75 = 2a $\dfrac{-25}{3}$

a = 125/3

So second , third and fourth term is:-

$\dfrac{120}{3}$=40

$\dfrac{115}{3}$

$\dfrac{110}{3}$

Things to Note:-

• Remember the formula given above
• $\boxed{\sf{S_n = \dfrac{n}{2}[2a+(n-1)d]}}$
• $\boxed{\sf{a_n = a+(n-1)d}}$
• It is also referred as "l".
• a refers as the first term.
• $a_n$ is the last $n^{th}$ term.

Answer 2

$\huge\bold{\underbrace{\red{SOLUTION:-}}}$

GIVEN :-

• The sum of the 1st six term of an A.P is 225 .

• And the sum of the 1st nine term of an A.P is 315 .

TO FIND :-

• The first four term of the series .

FORMULA :-

✍️ The sequence of an A.P is,

☞ a + (a + d) + (a + 2d) + ..... + [a + (n - 1) d]

✍️ So, the sum of 1st nth term is,

$\checkmark\:\mathcal{\purple{\boxed{S_n\:=\:\dfrac{n}{2}\:[2a\:+\:(n\:-\:1)\:d]\:}}}$

Where,

• n = number of term .

• a = first term .

• d = common difference .

CALCULATION :-

✍️ Let,

• The first term be ‘a’ .

• The common difference be ‘d’ .

✍️ According to the question, the sum of 1st six term of the A.P is ‘225’ .

• Here, n = 6

$\rm{\implies\:S_6\:=\:\dfrac{6}{2}\:[2a\:+\:(6\:-\:1)\:d]\:}$

$\rm{\implies\:225\:=\:3\:[2a\:+\:5d]\:}$

$\rm{\green{\implies\:2a\:+\:5d\:=\:75\:}}$-----(1)

✍️ Again, the sum of the 1st nine term of the A.P is ‘315’ .

$\rm{\implies\:S_9\:=\:\dfrac{9}{2}\:[2a\:+\:(9\:-\:1)\:d]\:}$

$\rm{\implies\:315\:=\:\dfrac{9}{2}\:[2a\:+\:8d]\:}$

$\rm{\implies\:2a\:+\:8d\:=\:315\:\times{\dfrac{2}{9}}\:}$

$\rm{\green{\implies\:2a\:+\:8d\:=\:70\:}}$-----(2)

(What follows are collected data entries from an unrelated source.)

//! Early-stage debug diagnostics
//!
//! Cache reclamation typically runs from an archive preamble, before the
//! hosting process has installed any logging subscriber. `DebugSink` always
//! feeds `tracing`, and additionally mirrors each line to stderr when the
//! mirror flag is set, so those early lines are not lost.

use std::fmt::Display;

/// Environment variable whose presence enables the stderr mirror.
///
/// Only presence is checked, never the value; read it once at startup and
/// pass the result into [`DebugSink::new`].
pub const STDERR_DEBUG_ENV: &str = "PYZPACK_STDERR_DEBUG";

/// Debug-line sink with an optional stderr mirror
#[derive(Debug, Clone, Copy, Default)]
pub struct DebugSink {
    mirror_stderr: bool,
}

impl DebugSink {
    /// Create a sink; `mirror_stderr` is typically the presence of
    /// [`STDERR_DEBUG_ENV`] in the process environment
    pub fn new(mirror_stderr: bool) -> Self {
        Self { mirror_stderr }
    }

    /// A sink that only forwards to `tracing`
    pub fn quiet() -> Self {
        Self {
            mirror_stderr: false,
        }
    }

    /// Whether lines are mirrored to stderr
    pub fn mirrors_stderr(&self) -> bool {
        self.mirror_stderr
    }

    /// Emit one debug line
    pub fn debug(&self, msg: impl Display) {
        let msg = msg.to_string();
        tracing::debug!("{msg}");
        if self.mirror_stderr {
            eprintln!("{msg}");
        }
    }
}
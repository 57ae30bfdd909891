//! CLI command implementations

pub mod build;
pub mod cache;
pub mod init;

pub use build::execute as build;
pub use cache::execute as cache;
pub use init::execute as init;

✍️ Now equation(1) - equation(2), we get

$\rm{\implies\:2a\:+\:5d\:-\:(2a\:+\:8d)\:=\:75\:-\:70\:}$

$\rm{\implies\:2a\:+\:5d\:-\:2a\:-\:8d\:=\:5\:}$

$\rm{\implies\:-3d\:=\:5\:}$

$\rm{\boxed{\implies\:d\:=\:\dfrac{-5}{3}\:}}$

✍️ Putting the value of ‘d = -5/3’ in equation(1), we get

$\rm{\implies\:2a\:+\:5\times{\dfrac{-5}{3}}\:=\:75\:}$

$\rm{\implies\:2a\:=\:75\:+\:\dfrac{25}{3}\:}$

$\rm{\implies\:a\:=\:\dfrac{250}{3}\:\times{\dfrac{1}{2}}\:}$

$\rm{\boxed{\implies\:a\:=\:\dfrac{125}{3}\:}}$

✍️ So, first term is ‘125/3’ .

✍️ Second term = $\rm{\dfrac{125}{3}\:-\:\dfrac{5}{3}\:=\:40\:}$

✍️ Third term = $\rm{\dfrac{125}{3}\:-\:\dfrac{10}{3}\:=\:\dfrac{115}{3}\:}$

✍️ Four term = $\rm{\dfrac{125}{3}\:-\:\dfrac{15}{3}\:=\:\dfrac{110}{3}\:}$

✔️ Hence, the first four term of the series are “$\rm{\dfrac{125}{3}\:,\:40\:,\:\dfrac{115}{3}\:and\:\dfrac{110}{3}\:}$”.